§ **DATA FOR THIS EXERCISE**

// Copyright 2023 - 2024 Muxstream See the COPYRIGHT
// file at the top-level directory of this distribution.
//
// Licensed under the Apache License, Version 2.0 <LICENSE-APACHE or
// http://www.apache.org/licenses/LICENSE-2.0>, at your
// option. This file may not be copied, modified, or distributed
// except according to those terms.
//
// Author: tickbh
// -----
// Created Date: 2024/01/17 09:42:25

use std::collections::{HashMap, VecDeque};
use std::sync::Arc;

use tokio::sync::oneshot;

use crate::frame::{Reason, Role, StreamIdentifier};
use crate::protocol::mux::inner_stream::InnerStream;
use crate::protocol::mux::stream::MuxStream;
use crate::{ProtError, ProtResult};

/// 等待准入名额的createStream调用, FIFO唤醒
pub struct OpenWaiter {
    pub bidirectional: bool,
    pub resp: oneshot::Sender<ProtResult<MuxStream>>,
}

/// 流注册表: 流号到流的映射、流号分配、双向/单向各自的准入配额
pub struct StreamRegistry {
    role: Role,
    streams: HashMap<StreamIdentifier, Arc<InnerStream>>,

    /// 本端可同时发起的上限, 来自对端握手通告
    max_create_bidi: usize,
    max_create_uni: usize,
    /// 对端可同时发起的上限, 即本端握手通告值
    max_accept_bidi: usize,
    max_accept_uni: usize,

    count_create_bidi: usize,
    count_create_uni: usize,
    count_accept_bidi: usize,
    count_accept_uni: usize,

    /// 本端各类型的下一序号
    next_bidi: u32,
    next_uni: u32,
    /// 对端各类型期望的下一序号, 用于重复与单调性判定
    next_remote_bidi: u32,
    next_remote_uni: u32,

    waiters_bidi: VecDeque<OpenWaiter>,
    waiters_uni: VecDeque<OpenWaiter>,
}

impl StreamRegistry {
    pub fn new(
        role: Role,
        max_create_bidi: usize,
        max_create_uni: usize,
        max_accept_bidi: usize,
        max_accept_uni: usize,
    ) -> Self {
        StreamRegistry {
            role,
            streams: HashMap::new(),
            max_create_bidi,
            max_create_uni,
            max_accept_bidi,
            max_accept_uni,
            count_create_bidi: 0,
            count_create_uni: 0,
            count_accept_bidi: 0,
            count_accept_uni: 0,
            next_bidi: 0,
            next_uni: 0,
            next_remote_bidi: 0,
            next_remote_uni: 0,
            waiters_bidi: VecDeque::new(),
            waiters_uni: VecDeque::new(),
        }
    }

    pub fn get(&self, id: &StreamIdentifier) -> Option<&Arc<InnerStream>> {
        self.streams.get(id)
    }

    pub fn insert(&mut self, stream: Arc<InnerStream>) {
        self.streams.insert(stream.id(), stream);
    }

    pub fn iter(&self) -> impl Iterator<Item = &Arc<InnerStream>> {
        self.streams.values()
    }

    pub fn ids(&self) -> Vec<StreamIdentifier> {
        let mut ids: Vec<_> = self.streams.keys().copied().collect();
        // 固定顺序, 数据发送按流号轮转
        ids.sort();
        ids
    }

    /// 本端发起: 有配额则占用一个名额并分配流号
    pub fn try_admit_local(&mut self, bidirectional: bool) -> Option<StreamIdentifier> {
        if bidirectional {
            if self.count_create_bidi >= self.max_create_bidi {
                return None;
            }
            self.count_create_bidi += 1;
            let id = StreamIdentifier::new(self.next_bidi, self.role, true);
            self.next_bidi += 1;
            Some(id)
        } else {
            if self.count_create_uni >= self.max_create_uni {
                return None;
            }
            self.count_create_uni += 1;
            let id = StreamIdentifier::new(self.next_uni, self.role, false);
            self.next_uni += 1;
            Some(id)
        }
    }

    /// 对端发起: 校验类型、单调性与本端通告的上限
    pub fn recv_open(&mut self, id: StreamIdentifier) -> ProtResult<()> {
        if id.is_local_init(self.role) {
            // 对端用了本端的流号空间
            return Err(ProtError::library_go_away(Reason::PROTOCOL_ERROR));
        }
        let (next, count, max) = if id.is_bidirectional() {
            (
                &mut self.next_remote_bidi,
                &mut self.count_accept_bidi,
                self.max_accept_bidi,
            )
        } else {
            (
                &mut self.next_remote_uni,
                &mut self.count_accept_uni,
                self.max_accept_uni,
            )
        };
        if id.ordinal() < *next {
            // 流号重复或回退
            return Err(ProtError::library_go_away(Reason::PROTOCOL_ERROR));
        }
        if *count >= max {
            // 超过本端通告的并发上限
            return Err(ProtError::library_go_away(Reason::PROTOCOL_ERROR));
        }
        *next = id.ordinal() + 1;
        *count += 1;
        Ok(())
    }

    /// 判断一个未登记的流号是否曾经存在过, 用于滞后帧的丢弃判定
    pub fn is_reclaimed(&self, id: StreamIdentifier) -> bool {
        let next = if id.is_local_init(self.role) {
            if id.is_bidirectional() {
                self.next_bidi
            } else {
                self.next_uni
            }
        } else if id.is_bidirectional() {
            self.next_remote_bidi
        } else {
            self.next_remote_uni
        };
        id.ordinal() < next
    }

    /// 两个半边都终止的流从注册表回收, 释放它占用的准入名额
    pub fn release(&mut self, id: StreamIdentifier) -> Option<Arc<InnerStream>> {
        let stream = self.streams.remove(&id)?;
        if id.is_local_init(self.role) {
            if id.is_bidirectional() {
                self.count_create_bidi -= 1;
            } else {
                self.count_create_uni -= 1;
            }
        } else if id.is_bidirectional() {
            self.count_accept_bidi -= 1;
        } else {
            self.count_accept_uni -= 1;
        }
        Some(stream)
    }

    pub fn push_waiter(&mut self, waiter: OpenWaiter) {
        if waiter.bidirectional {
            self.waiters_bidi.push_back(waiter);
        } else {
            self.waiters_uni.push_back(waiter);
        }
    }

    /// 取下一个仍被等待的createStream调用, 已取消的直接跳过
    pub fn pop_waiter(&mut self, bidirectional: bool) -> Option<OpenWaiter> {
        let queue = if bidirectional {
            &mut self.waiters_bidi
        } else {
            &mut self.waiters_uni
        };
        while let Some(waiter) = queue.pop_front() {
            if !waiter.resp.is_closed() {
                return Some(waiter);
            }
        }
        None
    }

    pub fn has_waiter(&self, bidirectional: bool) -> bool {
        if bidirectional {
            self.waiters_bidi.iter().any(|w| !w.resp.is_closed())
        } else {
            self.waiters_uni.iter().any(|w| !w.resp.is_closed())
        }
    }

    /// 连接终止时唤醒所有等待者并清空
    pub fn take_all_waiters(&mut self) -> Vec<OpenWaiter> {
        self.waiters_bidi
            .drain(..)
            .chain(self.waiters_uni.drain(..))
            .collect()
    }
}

§ **BRIEF**
Tell how many lines of the records above contain "StreamRegistry", replying with the number only.

§ **EXPECTED ANSWER**
3